Task to complete >>
Of all the entries below, only the lines from the one with "return Some(voice.identifier.clone());" up to and including the one with "Ok(Some(saved)) if voices.iter().any(|v|" are to be duplicated exactly.

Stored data
"""

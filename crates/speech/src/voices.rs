use serde::{Deserialize, Serialize};
use tracing::{debug, info};

use crate::preferences::VoicePreferenceStore;

#[derive(Clone, Debug, Serialize, Deserialize, PartialEq, Eq)]
pub struct Voice {
    pub identifier: String,
    pub name: String,
    pub language: String,
    #[serde(default)]
    pub quality: VoiceQuality,
}

#[derive(Clone, Copy, Debug, Default, Serialize, Deserialize, PartialEq, Eq)]
pub enum VoiceQuality {
    #[default]
    Default,
    Enhanced,
}

#[derive(Clone, Copy, Debug, PartialEq, Eq)]
pub enum Platform {
    Ios,
    Android,
    Other,
}

impl Platform {
    /// Clear, friendly voices that suit young learners, best first.
    pub fn preferred_voices(self) -> &'static [&'static str] {
        match self {
            Platform::Ios => &[
                "com.apple.voice.compact.en-US.Samantha",
                "com.apple.ttsbundle.Samantha-compact",
                "com.apple.voice.enhanced.en-US.Samantha",
                "com.apple.ttsbundle.siri_female_en-US_compact",
                "com.apple.voice.compact.en-US.Zoe",
                "com.apple.voice.compact.en-US.Karen",
            ],
            Platform::Android => &[
                "en-us-x-sfg#female_1-local",
                "en-us-x-sfg#female_2-local",
                "en-us-x-tpf-local",
                "en-US-language",
            ],
            Platform::Other => &[],
        }
    }
}

fn is_english(voice: &Voice) -> bool {
    voice.language.starts_with("en")
}

pub fn select_best_voice(voices: &[Voice], platform: Platform) -> Option<String> {
    for preferred in platform.preferred_voices() {
        if let Some(voice) = voices
            .iter()
            .find(|v| v.identifier == *preferred || v.identifier.contains(preferred))
        {
            debug!(name = %voice.name, "selected preferred voice");
            return Some(voice.identifier.clone());
        }
    }
    voices
        .iter()
        .find(|v| is_english(v) && v.quality == VoiceQuality::Enhanced)
        .or_else(|| voices.iter().find(|v| is_english(v)))
        .map(|v| v.identifier.clone())
}

/// A saved voice wins only while it is still installed on the device.
pub fn resolve_voice(
    store: &dyn VoicePreferenceStore,
    voices: &[Voice],
    platform: Platform,
) -> Option<String> {
    match store.selected_voice() {
        Ok(Some(saved)) if voices.iter().any(|v| v.identifier == saved) => {
            info!(voice = %saved, "loaded saved voice");
            Some(saved)
        }
        Ok(_) => select_best_voice(voices, platform),
        Err(err) => {
            debug!(%err, "voice preference unavailable");
            select_best_voice(voices, platform)
        }
    }
}

#[cfg(test)]
mod tests {
    use super::*;
    use crate::preferences::MemoryPreferenceStore;

    fn voice(identifier: &str, language: &str, quality: VoiceQuality) -> Voice {
        Voice {
            identifier: identifier.to_string(),
            name: identifier.to_string(),
            language: language.to_string(),
            quality,
        }
    }

    #[test]
    fn prefers_platform_voices() {
        let voices = vec![
            voice("fr-voice", "fr-FR", VoiceQuality::Enhanced),
            voice("com.apple.voice.compact.en-US.Zoe", "en-US", VoiceQuality::Default),
        ];
        assert_eq!(
            select_best_voice(&voices, Platform::Ios).as_deref(),
            Some("com.apple.voice.compact.en-US.Zoe")
        );
    }

    #[test]
    fn falls_back_to_enhanced_then_any_english() {
        let voices = vec![
            voice("plain", "en-GB", VoiceQuality::Default),
            voice("rich", "en-AU", VoiceQuality::Enhanced),
        ];
        assert_eq!(select_best_voice(&voices, Platform::Other).as_deref(), Some("rich"));
        let plain_only = vec![voice("plain", "en-GB", VoiceQuality::Default)];
        assert_eq!(
            select_best_voice(&plain_only, Platform::Android).as_deref(),
            Some("plain")
        );
        assert!(select_best_voice(&[], Platform::Ios).is_none());
    }

    #[test]
    fn saved_voice_must_still_exist() {
        let store = MemoryPreferenceStore::default();
        let voices = vec![voice("a", "en-US", VoiceQuality::Default)];
        store.set_selected_voice("gone").unwrap();
        assert_eq!(resolve_voice(&store, &voices, Platform::Other).as_deref(), Some("a"));
        store.set_selected_voice("a").unwrap();
        assert_eq!(resolve_voice(&store, &voices, Platform::Other).as_deref(), Some("a"));
    }
}
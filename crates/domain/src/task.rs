use serde::{Deserialize, Serialize};
use time::OffsetDateTime;

use crate::ids::AssignmentId;

pub const PRACTICE_MAX_ATTEMPTS: u32 = 3;
pub const TEST_MAX_ATTEMPTS: u32 = 1;

#[derive(Clone, Copy, Debug, Default, Serialize, Deserialize, PartialEq, Eq, Hash)]
#[serde(rename_all = "lowercase")]
pub enum TaskType {
    #[default]
    Practice,
    Test,
}

impl TaskType {
    pub fn is_test(self) -> bool {
        matches!(self, TaskType::Test)
    }

    pub fn max_attempts(self) -> u32 {
        match self {
            TaskType::Practice => PRACTICE_MAX_ATTEMPTS,
            TaskType::Test => TEST_MAX_ATTEMPTS,
        }
    }
}

/// How a task collects answers.
#[derive(Clone, Copy, Debug, Default, Serialize, Deserialize, PartialEq, Eq, Hash)]
#[serde(rename_all = "kebab-case")]
pub enum InputMode {
    #[default]
    TypeOnly,
    SpellOnly,
    SaySpellSay,
}

impl InputMode {
    pub fn uses_voice(self) -> bool {
        !matches!(self, InputMode::TypeOnly)
    }

    pub fn label(self) -> &'static str {
        match self {
            InputMode::TypeOnly => "Type Only",
            InputMode::SpellOnly => "Spell Only",
            InputMode::SaySpellSay => "Say-Spell-Say",
        }
    }
}

/// An assignment of a word list to a student, as configured by a parent or educator.
#[derive(Clone, Debug, Serialize, Deserialize, PartialEq)]
#[serde(rename_all = "camelCase")]
pub struct Task {
    pub assignment_id: AssignmentId,
    #[serde(default)]
    pub task_type: TaskType,
    #[serde(default)]
    pub test_input_mode: InputMode,
    #[serde(default = "default_sound_enabled")]
    pub sound_enabled: bool,
    #[serde(default, with = "time::serde::rfc3339::option")]
    pub due_date: Option<OffsetDateTime>,
}

fn default_sound_enabled() -> bool {
    true
}

impl Task {
    pub fn new(assignment_id: impl Into<AssignmentId>, task_type: TaskType, mode: InputMode) -> Self {
        Self {
            assignment_id: assignment_id.into(),
            task_type,
            test_input_mode: mode,
            sound_enabled: true,
            due_date: None,
        }
    }

    pub fn with_sound(mut self, enabled: bool) -> Self {
        self.sound_enabled = enabled;
        self
    }

    pub fn is_test(&self) -> bool {
        self.task_type.is_test()
    }

    pub fn max_attempts(&self) -> u32 {
        self.task_type.max_attempts()
    }

    pub fn voice_enabled(&self) -> bool {
        self.test_input_mode.uses_voice()
    }
}
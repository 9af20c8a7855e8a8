use std::sync::Mutex;

use async_trait::async_trait;
use serde::{Deserialize, Serialize};

use crate::SpeechError;

#[derive(Clone, Debug, Serialize, Deserialize, PartialEq)]
#[serde(default)]
pub struct SpeechOptions {
    pub rate: f32,
    pub pitch: f32,
    pub language: String,
    /// Platform voice identifier; `None` uses the device default.
    pub voice: Option<String>,
}

impl Default for SpeechOptions {
    fn default() -> Self {
        Self {
            rate: 0.85,
            pitch: 1.0,
            language: "en-US".to_string(),
            voice: None,
        }
    }
}

impl SpeechOptions {
    pub fn with_voice(mut self, voice: Option<String>) -> Self {
        self.voice = voice;
        self
    }
}

/// Device text-to-speech.
#[async_trait]
pub trait Speaker: Send + Sync {
    async fn speak(&self, text: &str, options: &SpeechOptions) -> Result<(), SpeechError>;

    /// Interrupt any utterance in progress.
    async fn stop(&self) -> Result<(), SpeechError>;
}

/// Keeps every utterance; used to check what a session pronounced.
#[derive(Default)]
pub struct RecordingSpeaker {
    spoken: Mutex<Vec<String>>,
    stops: Mutex<usize>,
}

impl RecordingSpeaker {
    pub fn new() -> Self {
        Self::default()
    }

    pub fn spoken(&self) -> Vec<String> {
        self.spoken.lock().map(|s| s.clone()).unwrap_or_default()
    }

    pub fn stop_count(&self) -> usize {
        self.stops.lock().map(|s| *s).unwrap_or_default()
    }
}

#[async_trait]
impl Speaker for RecordingSpeaker {
    async fn speak(&self, text: &str, _options: &SpeechOptions) -> Result<(), SpeechError> {
        self.spoken
            .lock()
            .map_err(|err| SpeechError::Synthesis(err.to_string()))?
            .push(text.to_string());
        Ok(())
    }

    async fn stop(&self) -> Result<(), SpeechError> {
        *self
            .stops
            .lock()
            .map_err(|err| SpeechError::Synthesis(err.to_string()))? += 1;
        Ok(())
    }
}

#[cfg(test)]
mod tests {
    use super::*;

    #[test]
    fn default_options_match_classroom_pacing() {
        let options = SpeechOptions::default();
        assert_eq!(options.rate, 0.85);
        assert_eq!(options.language, "en-US");
        assert!(options.voice.is_none());
    }

    #[tokio::test]
    async fn recording_speaker_keeps_order() {
        let speaker = RecordingSpeaker::new();
        let options = SpeechOptions::default();
        speaker.speak("cat", &options).await.unwrap();
        speaker.speak("dog", &options).await.unwrap();
        speaker.stop().await.unwrap();
        assert_eq!(speaker.spoken(), vec!["cat", "dog"]);
        assert_eq!(speaker.stop_count(), 1);
    }
}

"""

Output below >>
            return Some(voice.identifier.clone());
        }
    }
    voices
        .iter()
        .find(|v| is_english(v) && v.quality == VoiceQuality::Enhanced)
        .or_else(|| voices.iter().find(|v| is_english(v)))
        .map(|v| v.identifier.clone())
}

/// A saved voice wins only while it is still installed on the device.
pub fn resolve_voice(
    store: &dyn VoicePreferenceStore,
    voices: &[Voice],
    platform: Platform,
) -> Option<String> {
    match store.selected_voice() {
        Ok(Some(saved)) if voices.iter().any(|v| v.identifier == saved) => {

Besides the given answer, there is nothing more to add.